— Data for the task —
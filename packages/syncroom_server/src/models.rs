//! Wire events exchanged with connected clients.
//!
//! Every frame is a JSON object of the form `{"event": "<name>", "data": <payload>}`.

use serde::{Deserialize, Serialize};
use serde_json::{Map, Value};
use strum_macros::AsRefStr;

use crate::{ConnId, RoomId, sessions::Session};

#[derive(Debug, Clone, PartialEq, Serialize, Deserialize, AsRefStr)]
#[serde(tag = "event", content = "data", rename_all = "snake_case")]
#[strum(serialize_all = "snake_case")]
pub enum InboundEvent {
    RegisterUser(Map<String, Value>),
    Heartbeat(Map<String, Value>),
    ClientData(ClientDataPayload),
    CreateRoom(Value),
    JoinRoom(JoinRoomPayload),
    SyncAction(SyncAction),
    RoomChatMessage(String),
    LeaveRoom,
    AdminLogin(String),
    AdminCommand(AdminCommandPayload),
}

impl std::fmt::Display for InboundEvent {
    fn fmt(&self, f: &mut std::fmt::Formatter) -> std::fmt::Result {
        f.write_str(self.as_ref())
    }
}

/// Self-published profile fields that are replaced as a whole.
#[derive(Debug, Clone, Copy, PartialEq, Eq, Serialize, Deserialize)]
#[serde(rename_all = "snake_case")]
pub enum ClientDataKind {
    Avatar,
    Status,
    NowPlaying,
    #[serde(other)]
    Unknown,
}

#[derive(Debug, Clone, PartialEq, Serialize, Deserialize)]
#[serde(rename_all = "camelCase")]
pub struct ClientDataPayload {
    #[serde(rename = "type")]
    pub kind: ClientDataKind,
    #[serde(default)]
    pub data: Value,
}

#[derive(Debug, Clone, PartialEq, Serialize, Deserialize)]
#[serde(rename_all = "camelCase")]
pub struct JoinRoomPayload {
    pub room_id: RoomId,
    #[serde(default)]
    pub user_metadata: Value,
}

#[derive(Debug, Clone, Copy, PartialEq, Eq, Serialize, Deserialize)]
#[serde(rename_all = "SCREAMING_SNAKE_CASE")]
pub enum SyncActionKind {
    Play,
    Pause,
    Seek,
    Url,
    Chat,
}

/// A playback action mirrored from the room leader, or a chat line.
#[derive(Debug, Clone, PartialEq, Serialize, Deserialize)]
pub struct SyncAction {
    #[serde(rename = "type")]
    pub kind: SyncActionKind,
    #[serde(default, skip_serializing_if = "Value::is_null")]
    pub payload: Value,
}

#[derive(Debug, Clone, PartialEq, Serialize, Deserialize)]
#[serde(rename_all = "camelCase")]
pub struct AdminCommandPayload {
    pub target_id: ConnId,
    pub command: ModeratorCommand,
}

/// Moderation directives an admin can issue to a single connection.
#[derive(Debug, Clone, PartialEq, Eq, Serialize, Deserialize)]
#[serde(tag = "type", content = "payload", rename_all = "SCREAMING_SNAKE_CASE")]
pub enum ModeratorCommand {
    Notice { text: String },
    Kick,
}

#[derive(Debug, Clone, PartialEq, Serialize, Deserialize)]
#[serde(rename_all = "camelCase")]
pub struct ChatMessage {
    pub id: i64,
    pub user_id: ConnId,
    pub user_name: String,
    pub text: String,
}

/// A room member resolved against the session registry.
#[derive(Debug, Clone, PartialEq, Serialize, Deserialize)]
#[serde(untagged)]
pub enum RoomMember {
    Session(Box<Session>),
    Id(ConnId),
}

#[derive(Debug, Clone, PartialEq, Serialize, Deserialize)]
#[serde(rename_all = "camelCase")]
pub struct RoomCreatedPayload {
    pub room_id: RoomId,
    pub is_leader: bool,
    pub members: Vec<RoomMember>,
}

#[derive(Debug, Clone, PartialEq, Serialize, Deserialize)]
#[serde(rename_all = "camelCase")]
pub struct RoomJoinedPayload {
    pub room_id: RoomId,
    pub is_leader: bool,
    pub members: Vec<RoomMember>,
    pub current_media: Value,
    pub is_playing: bool,
    pub current_time: f64,
    pub messages: Vec<ChatMessage>,
}

#[derive(Debug, Clone, PartialEq, Serialize, Deserialize)]
#[serde(rename_all = "camelCase")]
pub struct RoomUserPayload {
    pub user_id: ConnId,
    #[serde(default, skip_serializing_if = "Option::is_none")]
    pub user: Option<Value>,
}

#[derive(Debug, Clone, PartialEq, Eq, Serialize, Deserialize)]
#[serde(rename_all = "camelCase")]
pub struct LeaderChangedPayload {
    pub new_leader_id: ConnId,
}

#[derive(Debug, Clone, PartialEq, Serialize, Deserialize, AsRefStr)]
#[serde(tag = "event", content = "data", rename_all = "snake_case")]
#[strum(serialize_all = "snake_case")]
pub enum OutboundEvent {
    SessionsList(Vec<Session>),
    SessionUpdate(Session),
    RoomCreated(RoomCreatedPayload),
    RoomJoined(RoomJoinedPayload),
    RoomUserJoined(RoomUserPayload),
    RoomUserLeft(RoomUserPayload),
    SyncUpdate(SyncAction),
    RoomMessage(ChatMessage),
    RoomLeaderChanged(LeaderChangedPayload),
    YouAreLeader,
    AdminAuthSuccess(bool),
    AdminAuthError(String),
    ServerCommand(ModeratorCommand),
    Error(String),
}

impl std::fmt::Display for OutboundEvent {
    fn fmt(&self, f: &mut std::fmt::Formatter) -> std::fmt::Result {
        f.write_str(self.as_ref())
    }
}

#[cfg(test)]
mod tests {
    use pretty_assertions::assert_eq;
    use serde_json::json;

    use super::*;

    #[test_log::test]
    fn parses_join_room_frame() {
        let event: InboundEvent = serde_json::from_value(json!({
            "event": "join_room",
            "data": {"roomId": "123456", "userMetadata": {"name": "bob"}},
        }))
        .unwrap();

        assert_eq!(
            event,
            InboundEvent::JoinRoom(JoinRoomPayload {
                room_id: "123456".to_string(),
                user_metadata: json!({"name": "bob"}),
            })
        );
    }

    #[test_log::test]
    fn parses_leave_room_without_data() {
        let event: InboundEvent = serde_json::from_str(r#"{"event":"leave_room"}"#).unwrap();

        assert_eq!(event, InboundEvent::LeaveRoom);
    }

    #[test_log::test]
    fn unrecognized_client_data_kind_parses_as_unknown() {
        let event: InboundEvent = serde_json::from_value(json!({
            "event": "client_data",
            "data": {"type": "something_else", "data": 1},
        }))
        .unwrap();

        assert!(matches!(
            event,
            InboundEvent::ClientData(ClientDataPayload {
                kind: ClientDataKind::Unknown,
                ..
            })
        ));
    }

    #[test_log::test]
    fn rejects_unknown_sync_action_kind() {
        let result = serde_json::from_value::<InboundEvent>(json!({
            "event": "sync_action",
            "data": {"type": "REWIND", "payload": 3},
        }));

        assert!(result.is_err());
    }

    #[test_log::test]
    fn serializes_leader_changed_with_camel_case_keys() {
        let value = serde_json::to_value(OutboundEvent::RoomLeaderChanged(
            LeaderChangedPayload { new_leader_id: 7 },
        ))
        .unwrap();

        assert_eq!(
            value,
            json!({"event": "room_leader_changed", "data": {"newLeaderId": 7}})
        );
    }

    #[test_log::test]
    fn serializes_moderator_notice() {
        let value = serde_json::to_value(OutboundEvent::ServerCommand(ModeratorCommand::Notice {
            text: "be nice".to_string(),
        }))
        .unwrap();

        assert_eq!(
            value,
            json!({
                "event": "server_command",
                "data": {"type": "NOTICE", "payload": {"text": "be nice"}},
            })
        );
    }
}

— Work order —
Search the listing above for the word "InboundEvent", and copy every line that has it.

— Finished exercise —
pub enum InboundEvent {
impl std::fmt::Display for InboundEvent {
        let event: InboundEvent = serde_json::from_value(json!({
            InboundEvent::JoinRoom(JoinRoomPayload {
        let event: InboundEvent = serde_json::from_str(r#"{"event":"leave_room"}"#).unwrap();
        assert_eq!(event, InboundEvent::LeaveRoom);
        let event: InboundEvent = serde_json::from_value(json!({
            InboundEvent::ClientData(ClientDataPayload {
        let result = serde_json::from_value::<InboundEvent>(json!({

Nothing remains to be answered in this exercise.